New Device May Require Second Reboot to be recognized, and made available to windows.

New Device May Require Second Reboot

In installing the Kioxia (Toshiba) M.2 SSD late last week, I was reminded of something interesting. Hence this article title: new device may require second reboot. In my rush to set up and learn more about the drive, I was initially surprised to find it absent when I first ran Disk Management (diskmgmt.msc) to get that process going. Then it hit me: maybe it’s not showing up in UEFI.

But to access UEFI, another reboot was required. And by the time i did that, sure enough the device appeared in the list of drives present in the 7080. However, I had to reboot a second time to see the UEFi/BIOS settings and that produced the results I was after.

Why New Device May Require Second Reboot

Sure enough, when I rebooted a third time to get into Windows, the drive appeared in the Disk Management utility. I was able to choose GPT disk layout, and to format the drive as a single contiguous volume named Tosh1TB. It shows up as “Disk 1” in the lead-in graphic for this story, in fact.

What sometimes makes a second boot necessary is the way that UEFI/BIOS supports device enumeration. On many laptops, certain changes to the hardware — especially RAM changes — automatically trigger a trip into the BIOS interface upon the next reboot. This gives admins a chance to make and review config changes before booting back into the OS.
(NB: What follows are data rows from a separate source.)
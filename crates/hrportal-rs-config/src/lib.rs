//! Portal configuration: schema, defaults, and layered JSON5 loading.
//!
//! Layers are read from system, user, project, and working-directory
//! locations plus explicit runtime files, then merged in that order. An
//! optional requirements file pins keys that no later layer may override.

mod error;
mod loader;
mod model;

/// Error returned by config loading and validation.
pub use error::ConfigError;
/// Layer metadata and loader options.
pub use loader::{ConfigLayer, ConfigLayerSource, LayeredConfig, LayeredConfigOptions};
/// Configuration schema.
pub use model::*;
Adding the Kioxia (Toshiba) 1 TB SSD didn’t trigger the UEFI on its own. But when I rebooted and forced a trip into that environment, the Toshiba device (identified as such in BIOS, not as Kioxia) appeared along with the primary SSD. The second trip was enough to see the device recognized in BIOS/UEFI. In turn this made it accessible to Windows when I returned to that environment. That’s how I was able to choose GPT layout, format the drive, and give it the name that appears in the screenshot above. Case closed!

Don’t Panic: Boot Again

If you find yourself in similar straits sometime, try another reboot (or two, actually). That will probably get the device recognized and make it available to Windows. Only if this fails should further troubleshooting be needed.  In that case, I’d start looking into possible SATA lane conflicts next.